I made a backup of the config on my 2.5.2 but includes the packages.
I started with a fresh install of 2.7 on the new hardware. From there I restored the backup and I started to get frequent PHP errors. I did some research and it seems that could be because I didn't remove the packages before the restore. I manually went into the xml and removed the packages. Fresh installed 2.7 and then did a restore.
Yesterday I noticed I was still getting PHP errors. I also had a major crash and reboot and when I took a look at the logs it appeared even though I had removed the packages via the xml that the machine was reaching out on the pfblockerng package and looking to update my lists. That caused the whole system to crash.
Unfortunately I'm really struggling to get this new hardware to stay as stable as my old gear. Is there a better way to do this without starting all over? I don't want to have to re-do al my vlans, static IPs and traffic rules.
-
Removing packages should not be required in that scenario. What errors were you seeing exactly?
Restoring your old config should be fine. If the interfaces are different you will need to re-assign them of course.
-
@stephenw10
Yes, understood, my interfaces are all set correctly, VLANs working, traffic working normally.Unfortunately I didn't download all the logs/errors but here are a few:
PHP Fatal error: Uncaught DivisionByZeroError: Division by zero in /usr/local/www/includes/functions.inc.php:219
Stack trace:
#0 /usr/local/www/includes/functions.inc.php(33): mem_usage()

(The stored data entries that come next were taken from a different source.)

pub mod tracing;

use std::env;
use thiserror::Error;

/// Configuration error type
#[derive(Error, Debug)]
pub enum ConfigError {
    #[error("Environment variable '{0}' is required but not set")]
    MissingEnvVar(String),

    #[error("Failed to parse environment variable '{key}': {details}")]
    ParseError { key: String, details: String },
}

/// Application environment (development and test both count as local)
#[derive(Clone, Debug, PartialEq, Eq)]
pub enum Environment {
    Development,
    Test,
    Production,
}

impl Environment {
    pub fn from_env() -> Self {
        let app_env = env::var("APP_ENV").unwrap_or_else(|_| "development".to_string());

        if app_env.eq_ignore_ascii_case("production") {
            Environment::Production
        } else if app_env.eq_ignore_ascii_case("test") {
            Environment::Test
        } else {
            Environment::Development
        }
    }

    pub fn is_production(&self) -> bool {
        matches!(self, Environment::Production)
    }

    pub fn is_development(&self) -> bool {
        matches!(self, Environment::Development)
    }

    pub fn is_test(&self) -> bool {
        matches!(self, Environment::Test)
    }

    /// Local environments never talk to real recipients.
    pub fn is_local(&self) -> bool {
        !self.is_production()
    }
}

/// Trait for configuration that can be loaded from environment variables
pub trait FromEnv: Sized {
    fn from_env() -> Result<Self, ConfigError>;
}

/// Helper to load and parse environment variable with a default value
pub fn env_or_default(key: &str, default: &str) -> String {
    env::var(key).unwrap_or_else(|_| default.to_string())
}

/// Helper to load and parse environment variable or return error
pub fn env_required(key: &str) -> Result<String, ConfigError> {
    env::var(key).map_err(|_| ConfigError::MissingEnvVar(key.to_string()))
}

/// Value of the first variable in `keys` that is set.
pub fn env_first(keys: &[&str]) -> Option<String> {
    keys.iter().find_map(|key| env::var(key).ok())
}

/// Boolean flag from the first set variable in `keys`, `default` when none is set.
///
/// See [`parse_flag`] for accepted spellings.
pub fn env_flag(keys: &[&str], default: bool) -> bool {
    env_first(keys).map_or(default, |value| parse_flag(&value))
}

/// Comma separated list from the first set variable in `keys`.
pub fn env_list(keys: &[&str]) -> Vec<String> {
    env_first(keys).map(|value| parse_list(&value)).unwrap_or_default()
}

/// Loose boolean cast: after trimming, `0`, `f`, `false`, `off` (any case) and
/// the empty string are false, anything else is true.
///
/// Same falsy words as Rails' boolean cast, but Rails neither trims nor folds
/// case, so `" FALSE "` is true there and false here.
pub fn parse_flag(value: &str) -> bool {
    let value = value.trim();
    if value.is_empty() {
        return false;
    }

    !["0", "f", "false", "off"]
        .iter()
        .any(|falsy| value.eq_ignore_ascii_case(falsy))
}

/// Splits on commas, trims every entry and drops the empty ones.
pub fn parse_list(value: &str) -> Vec<String> {
    value
        .split(',')
        .map(str::trim)
        .filter(|entry| !entry.is_empty())
        .map(str::to_string)
        .collect()
}
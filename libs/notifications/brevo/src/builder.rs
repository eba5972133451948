//! Email request assembly

use crate::models::{EmailRequest, Params, Recipient, Recipients};

/// Assemble an email request from caller input.
///
/// `to` may be a single recipient or a list; it always comes out as a list.
/// No reply-to means no `replyTo` key at all, and `params` are passed through
/// untouched. Headers are the safety policy's business and start out unset.
pub fn build(
    template_id: i64,
    to: impl Into<Recipients>,
    reply_to: Option<Recipient>,
    params: Params,
) -> EmailRequest {
    EmailRequest {
        template_id,
        to: to.into().into_vec(),
        reply_to,
        params,
        headers: None,
    }
}

#[cfg(test)]
mod tests {
    use super::*;
    use serde_json::json;

    fn params(value: serde_json::Value) -> Params {
        match value {
            serde_json::Value::Object(map) => map,
            _ => Params::new(),
        }
    }

    #[test]
    fn test_build_without_reply_to() {
        let request = build(42, "user@example.com", None, Params::new());

        assert_eq!(request.template_id, 42);
        assert_eq!(request.to, vec![Recipient::new("user@example.com")]);
        assert!(request.reply_to.is_none());
        assert!(request.headers.is_none());

        let value = serde_json::to_value(&request).unwrap();
        assert!(value.get("replyTo").is_none());
        assert!(value.get("headers").is_none());
    }

    #[test]
    fn test_build_with_reply_to() {
        let reply_to = Recipient::new("support@example.com").with_name("Support");
        let request = build(1, "user@example.com", Some(reply_to.clone()), Params::new());

        assert_eq!(request.reply_to, Some(reply_to));

        let value = serde_json::to_value(&request).unwrap();
        assert_eq!(
            value["replyTo"],
            json!({"email": "support@example.com", "name": "Support"})
        );
    }

    #[test]
    fn test_build_keeps_recipient_order_and_params() {
        let to = vec![
            Recipient::new("b@example.com"),
            Recipient::new("a@example.com"),
        ];
        let params = params(json!({"name": "Ada", "items": [1, 2, 3]}));

        let request = build(3, to.clone(), None, params.clone());

        assert_eq!(request.to, to);
        assert_eq!(request.params, params);
    }
}
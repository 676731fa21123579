//! Validation of uploaded originals.

use thiserror::Error;

/// Content types accepted for video uploads.
pub const ALLOWED_VIDEO_CONTENT_TYPES: &[&str] = &[
    "video/mp4",
    "video/quicktime",
    "video/x-msvideo",
    "video/mpeg",
    "video/webm",
    "video/x-m4v",
    "video/x-matroska",
];

/// Maximum accepted upload size (500 MiB).
pub const MAX_VIDEO_UPLOAD_BYTES: u64 = 500 * 1024 * 1024;

/// Upload rejection reasons.
#[derive(Debug, Clone, PartialEq, Eq, Error)]
pub enum UploadError {
    #[error("unsupported content type {0}: must be MP4, MOV, AVI, MPEG, WebM, M4V or MKV")]
    UnsupportedContentType(String),

    #[error("upload is {0} bytes, limit is 500 MiB")]
    TooLarge(u64),
}

/// Check an original upload before a record is created for it.
pub fn validate_original_upload(content_type: &str, byte_size: u64) -> Result<(), UploadError> {
    if !ALLOWED_VIDEO_CONTENT_TYPES.contains(&content_type) {
        return Err(UploadError::UnsupportedContentType(content_type.to_string()));
    }
    if byte_size > MAX_VIDEO_UPLOAD_BYTES {
        return Err(UploadError::TooLarge(byte_size));
    }
    Ok(())
}

#[cfg(test)]
mod tests {
    use super::*;

    #[test]
    fn test_accepts_known_types() {
        assert!(validate_original_upload("video/quicktime", 10).is_ok());
        assert!(validate_original_upload("video/x-matroska", MAX_VIDEO_UPLOAD_BYTES).is_ok());
    }

    #[test]
    fn test_rejects_unknown_type() {
        assert_eq!(
            validate_original_upload("image/png", 10),
            Err(UploadError::UnsupportedContentType("image/png".into()))
        );
    }

    #[test]
    fn test_rejects_oversized() {
        let size = MAX_VIDEO_UPLOAD_BYTES + 1;
        assert_eq!(
            validate_original_upload("video/mp4", size),
            Err(UploadError::TooLarge(size))
        );
    }
}
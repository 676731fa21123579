//! Pipeline metrics.

use std::net::SocketAddr;

use metrics::{counter, histogram};
use metrics_exporter_prometheus::PrometheusBuilder;
use tracing::{info, warn};

/// Metric name constants.
pub mod names {
    /// Pipeline runs by outcome.
    pub const JOBS_TOTAL: &str = "video_pipeline_jobs_total";

    /// Format policy decisions.
    pub const TRANSCODE_DECISIONS_TOTAL: &str = "video_transcode_decisions_total";

    /// Tolerated step failures by stage (poster, transcode).
    pub const DEGRADED_STEPS_TOTAL: &str = "video_pipeline_degraded_steps_total";

    /// Wall time of a pipeline run.
    pub const JOB_DURATION_SECONDS: &str = "video_pipeline_job_duration_seconds";
}

/// Record the end of a pipeline run.
pub fn record_job(outcome: &'static str, duration_secs: f64) {
    counter!(names::JOBS_TOTAL, "outcome" => outcome).increment(1);
    histogram!(names::JOB_DURATION_SECONDS, "outcome" => outcome).record(duration_secs);
}

/// Record a format policy decision.
pub fn record_decision(decision: &'static str) {
    counter!(names::TRANSCODE_DECISIONS_TOTAL, "decision" => decision).increment(1);
}

/// Record a poster or transcode failure that did not fail the job.
pub fn record_degraded(stage: &'static str) {
    counter!(names::DEGRADED_STEPS_TOTAL, "stage" => stage).increment(1);
}

/// Serve Prometheus metrics on `METRICS_ADDR` if it is set.
///
/// Must be called from inside the tokio runtime.
pub fn init_exporter_from_env() {
    let Ok(raw) = std::env::var("METRICS_ADDR") else {
        return;
    };

    let addr: SocketAddr = match raw.parse() {
        Ok(addr) => addr,
        Err(e) => {
            warn!(value = %raw, error = %e, "Ignoring invalid METRICS_ADDR");
            return;
        }
    };

    match PrometheusBuilder::new().with_http_listener(addr).install() {
        Ok(()) => info!(%addr, "Serving Prometheus metrics"),
        Err(e) => warn!(error = %e, "Failed to install Prometheus exporter"),
    }
}
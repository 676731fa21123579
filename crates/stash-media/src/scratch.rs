//! Per-job scratch space.
//!
//! Every intermediate file a job writes (downloaded original, poster,
//! transcoded output) is allocated inside one private directory. The
//! directory is deleted when the [`ScratchSpace`] is dropped, whichever
//! way the job ended.

use std::path::{Path, PathBuf};
use tempfile::TempDir;
use tracing::{debug, warn};

use crate::error::MediaResult;

/// A uniquely named directory owned by one job invocation.
#[derive(Debug)]
pub struct ScratchSpace {
    dir: Option<TempDir>,
    path: PathBuf,
}

impl ScratchSpace {
    /// Create a fresh directory under `work_dir`, creating `work_dir` if needed.
    pub async fn create_in(work_dir: impl AsRef<Path>, label: &str) -> MediaResult<Self> {
        let work_dir = work_dir.as_ref();
        tokio::fs::create_dir_all(work_dir).await?;

        let dir = tempfile::Builder::new()
            .prefix(&format!("{}-", label))
            .tempdir_in(work_dir)?;
        let path = dir.path().to_path_buf();
        debug!(path = %path.display(), "Created scratch directory");

        Ok(Self {
            dir: Some(dir),
            path,
        })
    }

    /// Directory path.
    pub fn path(&self) -> &Path {
        &self.path
    }

    /// Path for a file named `name` inside the scratch directory.
    pub fn file(&self, name: &str) -> PathBuf {
        self.path.join(name)
    }

    /// Remove the directory now and report failures.
    pub fn close(mut self) -> MediaResult<()> {
        match self.dir.take() {
            Some(dir) => dir.close().map_err(Into::into),
            None => Ok(()),
        }
    }
}

impl Drop for ScratchSpace {
    fn drop(&mut self) {
        if let Some(dir) = self.dir.take() {
            let path = dir.path().to_path_buf();
            if let Err(e) = dir.close() {
                warn!(path = %path.display(), error = %e, "Failed to remove scratch directory");
            }
        }
    }
}
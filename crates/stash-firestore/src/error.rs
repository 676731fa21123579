//! Firestore error types.

use thiserror::Error;

/// Result type for Firestore operations.
pub type FirestoreResult<T> = Result<T, FirestoreError>;

/// Errors that can occur during Firestore operations.
#[derive(Debug, Error)]
pub enum FirestoreError {
    #[error("Authentication failed: {0}")]
    AuthError(String),

    #[error("Document not found: {0}")]
    NotFound(String),

    #[error("Document already exists: {0}")]
    AlreadyExists(String),

    #[error("Permission denied: {0}")]
    PermissionDenied(String),

    #[error("Request failed: {0}")]
    RequestFailed(String),

    #[error("Server error ({0}): {1}")]
    ServerError(u16, String),

    #[error("Invalid response: {0}")]
    InvalidResponse(String),

    #[error("Rate limited, retry after {0}ms")]
    RateLimited(u64),

    #[error("Network error: {0}")]
    Network(#[from] reqwest::Error),

    #[error("JSON error: {0}")]
    Json(#[from] serde_json::Error),

    #[error("Precondition failed: {0}")]
    PreconditionFailed(String),
}

/// Delay suggested for 429s that carry no Retry-After.
const DEFAULT_RATE_LIMIT_MS: u64 = 1000;

impl FirestoreError {
    pub fn auth_error(msg: impl Into<String>) -> Self {
        Self::AuthError(msg.into())
    }

    pub fn not_found(path: impl Into<String>) -> Self {
        Self::NotFound(path.into())
    }

    pub fn request_failed(msg: impl Into<String>) -> Self {
        Self::RequestFailed(msg.into())
    }

    pub fn invalid_response(msg: impl Into<String>) -> Self {
        Self::InvalidResponse(msg.into())
    }

    /// Map a non-success HTTP status to an error.
    pub fn from_http_status(status: u16, message: impl Into<String>) -> Self {
        let message = message.into();
        match status {
            401 => Self::AuthError(message),
            403 => Self::PermissionDenied(message),
            404 => Self::NotFound(message),
            409 => Self::AlreadyExists(message),
            412 => Self::PreconditionFailed(message),
            429 => Self::RateLimited(DEFAULT_RATE_LIMIT_MS),
            500..=599 => Self::ServerError(status, message),
            _ => Self::RequestFailed(message),
        }
    }

    /// HTTP status this error corresponds to, for metrics.
    pub fn http_status(&self) -> Option<u16> {
        match self {
            Self::AuthError(_) => Some(401),
            Self::PermissionDenied(_) => Some(403),
            Self::NotFound(_) => Some(404),
            Self::AlreadyExists(_) => Some(409),
            Self::PreconditionFailed(_) => Some(412),
            Self::RateLimited(_) => Some(429),
            Self::ServerError(status, _) => Some(*status),
            Self::Network(e) => e.status().map(|s| s.as_u16()),
            _ => None,
        }
    }

    /// Server-suggested wait before retrying.
    pub fn retry_after_ms(&self) -> Option<u64> {
        match self {
            Self::RateLimited(ms) => Some(*ms),
            _ => None,
        }
    }

    /// Check if error is retryable.
    pub fn is_retryable(&self) -> bool {
        matches!(
            self,
            FirestoreError::Network(_) | FirestoreError::RateLimited(_) | FirestoreError::ServerError(..)
        )
    }

    /// True if the error was caused by a failed precondition (e.g., updateTime mismatch).
    pub fn is_precondition_failed(&self) -> bool {
        matches!(self, FirestoreError::PreconditionFailed(_))
            || matches!(
                self,
                FirestoreError::RequestFailed(msg)
                if msg.contains("FAILED_PRECONDITION")
            )
    }
}

#[cfg(test)]
mod tests {
    use super::*;

    #[test]
    fn test_from_http_status() {
        assert!(matches!(
            FirestoreError::from_http_status(429, "slow down"),
            FirestoreError::RateLimited(DEFAULT_RATE_LIMIT_MS)
        ));
        assert!(matches!(
            FirestoreError::from_http_status(503, "unavailable"),
            FirestoreError::ServerError(503, _)
        ));
        assert!(matches!(
            FirestoreError::from_http_status(404, "gone"),
            FirestoreError::NotFound(_)
        ));
        assert!(matches!(
            FirestoreError::from_http_status(400, "bad"),
            FirestoreError::RequestFailed(_)
        ));
    }

    #[test]
    fn test_retryable() {
        assert!(FirestoreError::from_http_status(500, "boom").is_retryable());
        assert!(FirestoreError::RateLimited(10).is_retryable());
        assert!(!FirestoreError::from_http_status(400, "bad").is_retryable());
        assert!(!FirestoreError::from_http_status(409, "exists").is_retryable());
        assert!(!FirestoreError::PreconditionFailed("stale".into()).is_retryable());
    }

    #[test]
    fn test_http_status_roundtrip() {
        for status in [401u16, 403, 404, 409, 412, 429, 502] {
            assert_eq!(
                FirestoreError::from_http_status(status, "x").http_status(),
                Some(status)
            );
        }
        assert_eq!(FirestoreError::request_failed("x").http_status(), None);
    }

    #[test]
    fn test_precondition_detection() {
        assert!(FirestoreError::from_http_status(412, "stale").is_precondition_failed());
        assert!(FirestoreError::request_failed("status FAILED_PRECONDITION").is_precondition_failed());
        assert!(!FirestoreError::request_failed("bad").is_precondition_failed());
    }

    #[test]
    fn test_retry_after() {
        assert_eq!(FirestoreError::RateLimited(250).retry_after_ms(), Some(250));
        assert_eq!(FirestoreError::not_found("x").retry_after_ms(), None);
    }
}
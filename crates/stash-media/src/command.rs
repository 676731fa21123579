//! FFmpeg command builder and runner.

use async_trait::async_trait;
use std::collections::VecDeque;
use std::path::{Path, PathBuf};
use std::process::Stdio;
use std::time::Duration;
use tokio::io::{AsyncBufRead, AsyncBufReadExt, BufReader, Lines};
use tokio::process::{Child, Command};
use tracing::{debug, warn};

use crate::error::{MediaError, MediaResult};

/// Builder for FFmpeg commands.
#[derive(Debug, Clone)]
pub struct FfmpegCommand {
    /// Input file path
    input: PathBuf,
    /// Output file path
    output: PathBuf,
    /// Input arguments (before -i)
    input_args: Vec<String>,
    /// Output arguments (after -i)
    output_args: Vec<String>,
    /// Whether to overwrite output
    overwrite: bool,
    /// Log level
    log_level: String,
}

impl FfmpegCommand {
    /// Create a new FFmpeg command.
    pub fn new(input: impl AsRef<Path>, output: impl AsRef<Path>) -> Self {
        Self {
            input: input.as_ref().to_path_buf(),
            output: output.as_ref().to_path_buf(),
            input_args: Vec::new(),
            output_args: Vec::new(),
            overwrite: true,
            log_level: "error".to_string(),
        }
    }

    /// Source file.
    pub fn input_path(&self) -> &Path {
        &self.input
    }

    /// Destination file.
    pub fn output_path(&self) -> &Path {
        &self.output
    }

    /// Add input arguments (before -i).
    pub fn input_arg(mut self, arg: impl Into<String>) -> Self {
        self.input_args.push(arg.into());
        self
    }

    /// Add output arguments (after -i).
    pub fn output_arg(mut self, arg: impl Into<String>) -> Self {
        self.output_args.push(arg.into());
        self
    }

    /// Add multiple output arguments.
    pub fn output_args<I, S>(mut self, args: I) -> Self
    where
        I: IntoIterator<Item = S>,
        S: Into<String>,
    {
        self.output_args.extend(args.into_iter().map(Into::into));
        self
    }

    /// Set seek position (before input, so the demuxer jumps instead of decoding).
    pub fn seek(self, seconds: f64) -> Self {
        self.input_arg("-ss").input_arg(format!("{:.3}", seconds))
    }

    /// Set video filter.
    pub fn video_filter(self, filter: impl Into<String>) -> Self {
        self.output_arg("-vf").output_arg(filter)
    }

    /// Scale to exact output dimensions.
    pub fn scale(self, width: u32, height: u32) -> Self {
        self.video_filter(format!("scale={}:{}", width, height))
    }

    /// Set video codec.
    pub fn video_codec(self, codec: impl Into<String>) -> Self {
        self.output_arg("-c:v").output_arg(codec)
    }

    /// Set audio codec.
    pub fn audio_codec(self, codec: impl Into<String>) -> Self {
        self.output_arg("-c:a").output_arg(codec)
    }

    /// Set CRF (quality).
    pub fn crf(self, crf: u8) -> Self {
        self.output_arg("-crf").output_arg(crf.to_string())
    }

    /// Set preset.
    pub fn preset(self, preset: impl Into<String>) -> Self {
        self.output_arg("-preset").output_arg(preset)
    }

    /// Set output pixel format.
    pub fn pixel_format(self, pix_fmt: impl Into<String>) -> Self {
        self.output_arg("-pix_fmt").output_arg(pix_fmt)
    }

    /// Copy every stream without re-encoding.
    pub fn stream_copy(self) -> Self {
        self.output_arg("-c").output_arg("copy")
    }

    /// Move the moov atom to the front of the file.
    pub fn faststart(self) -> Self {
        self.output_arg("-movflags").output_arg("+faststart")
    }

    /// Extract single frame.
    pub fn single_frame(self) -> Self {
        self.output_arg("-vframes").output_arg("1")
    }

    /// Set log level.
    pub fn log_level(mut self, level: impl Into<String>) -> Self {
        self.log_level = level.into();
        self
    }

    /// Build the command arguments.
    pub fn build_args(&self) -> Vec<String> {
        let mut args = Vec::new();

        if self.overwrite {
            args.push("-y".to_string());
        }

        args.push("-nostats".to_string());
        args.push("-v".to_string());
        args.push(self.log_level.clone());

        args.extend(self.input_args.clone());

        args.push("-i".to_string());
        args.push(self.input.to_string_lossy().to_string());

        args.extend(self.output_args.clone());

        args.push(self.output.to_string_lossy().to_string());

        args
    }
}

/// Anything able to execute an FFmpeg command line.
///
/// Success means the process exited zero; callers still check that the
/// output file exists.
#[async_trait]
pub trait Encoder: Send + Sync {
    async fn run(&self, cmd: &FfmpegCommand) -> MediaResult<()>;
}

/// Runner for FFmpeg commands with a per-process timeout.
#[derive(Clone, Default)]
pub struct FfmpegRunner {
    /// Timeout in seconds
    timeout_secs: Option<u64>,
}

impl FfmpegRunner {
    /// Create a new runner.
    pub fn new() -> Self {
        Self::default()
    }

    /// Set timeout.
    pub fn with_timeout(mut self, secs: u64) -> Self {
        self.timeout_secs = Some(secs);
        self
    }

    /// Run an FFmpeg command, keeping the last stderr lines for the error report.
    pub async fn run_command(&self, cmd: &FfmpegCommand) -> MediaResult<()> {
        check_ffmpeg()?;

        let args = cmd.build_args();
        debug!("Running FFmpeg: ffmpeg {}", args.join(" "));

        let mut child = Command::new("ffmpeg")
            .args(&args)
            .stdin(Stdio::null())
            .stdout(Stdio::null())
            .stderr(Stdio::piped())
            .kill_on_drop(true)
            .spawn()?;

        let stderr = child
            .stderr
            .take()
            .ok_or_else(|| MediaError::internal("FFmpeg stderr not captured"))?;
        let tail_handle = tokio::spawn(collect_tail(BufReader::new(stderr).lines()));

        let result = self.wait_for_completion(&mut child).await;

        let tail = tail_handle.await.unwrap_or_default();

        match result {
            Err(MediaError::FfmpegFailed {
                message, exit_code, ..
            }) if !tail.is_empty() => Err(MediaError::ffmpeg_failed(
                message,
                Some(tail.join("\n")),
                exit_code,
            )),
            other => other,
        }
    }

    /// Wait for child process, killing it once the timeout elapses.
    async fn wait_for_completion(&self, child: &mut Child) -> MediaResult<()> {
        let timeout = self
            .timeout_secs
            .map(Duration::from_secs)
            .unwrap_or(Duration::MAX);

        let status = match tokio::time::timeout(timeout, child.wait()).await {
            Ok(status) => status?,
            Err(_) => {
                let secs = self.timeout_secs.unwrap_or_default();
                warn!("FFmpeg timed out after {} seconds, killing process", secs);
                let _ = child.kill().await;
                return Err(MediaError::Timeout(secs));
            }
        };

        if status.success() {
            Ok(())
        } else {
            Err(MediaError::ffmpeg_failed(
                "FFmpeg exited with non-zero status",
                None,
                status.code(),
            ))
        }
    }
}

#[async_trait]
impl Encoder for FfmpegRunner {
    async fn run(&self, cmd: &FfmpegCommand) -> MediaResult<()> {
        self.run_command(cmd).await
    }
}

const STDERR_TAIL_LINES: usize = 20;

/// Drain a line stream, returning its last [`STDERR_TAIL_LINES`] non-blank lines.
async fn collect_tail<R>(mut lines: Lines<R>) -> Vec<String>
where
    R: AsyncBufRead + Unpin,
{
    let mut tail = VecDeque::with_capacity(STDERR_TAIL_LINES);
    while let Ok(Some(line)) = lines.next_line().await {
        if line.trim().is_empty() {
            continue;
        }
        if tail.len() == STDERR_TAIL_LINES {
            tail.pop_front();
        }
        tail.push_back(line);
    }
    tail.into()
}

/// Check if FFmpeg is available.
pub fn check_ffmpeg() -> MediaResult<PathBuf> {
    which::which("ffmpeg").map_err(|_| MediaError::FfmpegNotFound)
}

/// Check if FFprobe is available.
pub fn check_ffprobe() -> MediaResult<PathBuf> {
    which::which("ffprobe").map_err(|_| MediaError::FfprobeNotFound)
}
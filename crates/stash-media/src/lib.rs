#![deny(unreachable_patterns)]
//! FFmpeg CLI wrapper for video ingestion.
//!
//! This crate provides:
//! - Type-safe FFmpeg command building and a runner with a per-process timeout
//! - FFprobe inspection into a [`ProbeResult`]
//! - The format policy deciding skip, remux or full transcode
//! - Poster frame extraction
//! - Remux/transcode execution with a size-regression guard
//! - Per-job scratch space that is removed on drop

pub mod command;
pub mod error;
pub mod policy;
pub mod poster;
pub mod probe;
pub mod scratch;
pub mod transcode;

pub use command::{check_ffmpeg, check_ffprobe, Encoder, FfmpegCommand, FfmpegRunner};
pub use error::{MediaError, MediaResult};
pub use policy::{decide, scale_to_width, TranscodeDecision, TranscodeTarget};
pub use poster::{extract_poster, PosterPlan};
pub use probe::{parse_ffprobe_output, Ffprobe, MediaProber, ProbeResult};
pub use scratch::ScratchSpace;
pub use transcode::{run_transcode, TranscodeOutcome};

#1 /usr/local/www/getstats.php(40): get_stats(Array)
#2 {main}
thrown in /usr/local/www/includes/functions.inc.php on line 219Dump header from device: /dev/nvd0p3
Architecture: amd64
Architecture Version: 4
Dump Length: 238080
Blocksize: 512
Compression: none
Dumptime: 2023-09-21 17:06:19 -0500
Hostname: pfSense.localdomain
Magic: FreeBSD Text Dump
Version String: FreeBSD 14.0-CURRENT #1 plus-RELENG_23_05_1-n256108-459fc493a87: Wed Jun 28 04:26:04 UTC 2023
root@freebsd:/var/jenkins/workspace/pfSense-Plus-snapshots-23_05_1-main/obj/amd64/f2Em2w3l/v
Panic String: page fault
Dump Parity: 1257990990
Bounds: 0
Dump Status: good -
-
If you have that crash report you can upload the file dump here: https://nc.netgate.com/nextcloud/index.php/s/oHkedWmPJQFWTRw
-
@stephenw10 I've uploaded a textdump file
-
This looks like a filesystem error:
<118>Bootup complete UFS /dev/ufsid/65148cf762e575fb (/) cylinder checksum failed: cg 207, cgp: 0xb01051 != bp: 0xae7eac13 UFS /dev/ufsid/65148cf762e575fb (/) cylinder checksum failed: cg 207, cgp: 0x4ade4a9d != bp: 0xae7eac13 /: inode 15624960: check-hash failed /: inode 15624960: check-hash failed /: inode 15624960: check-hash failed UFS /dev/ufsid/65148cf762e575fb (/) cg 152: bad magic number 0x0 should be 0x90255 panic: softdep_deallocate_dependencies: dangling deps cpuid = 0 time = 1695846014 KDB: enter: panic
That could be a bad drive. But the first thing to do is just run a few FSCK loops:
https://docs.netgate.com/pfsense/en/latest/troubleshooting/filesystem-check.htmlSteve
-
@stephenw10 I ran a few fsck loops and keep getting system marked dirty.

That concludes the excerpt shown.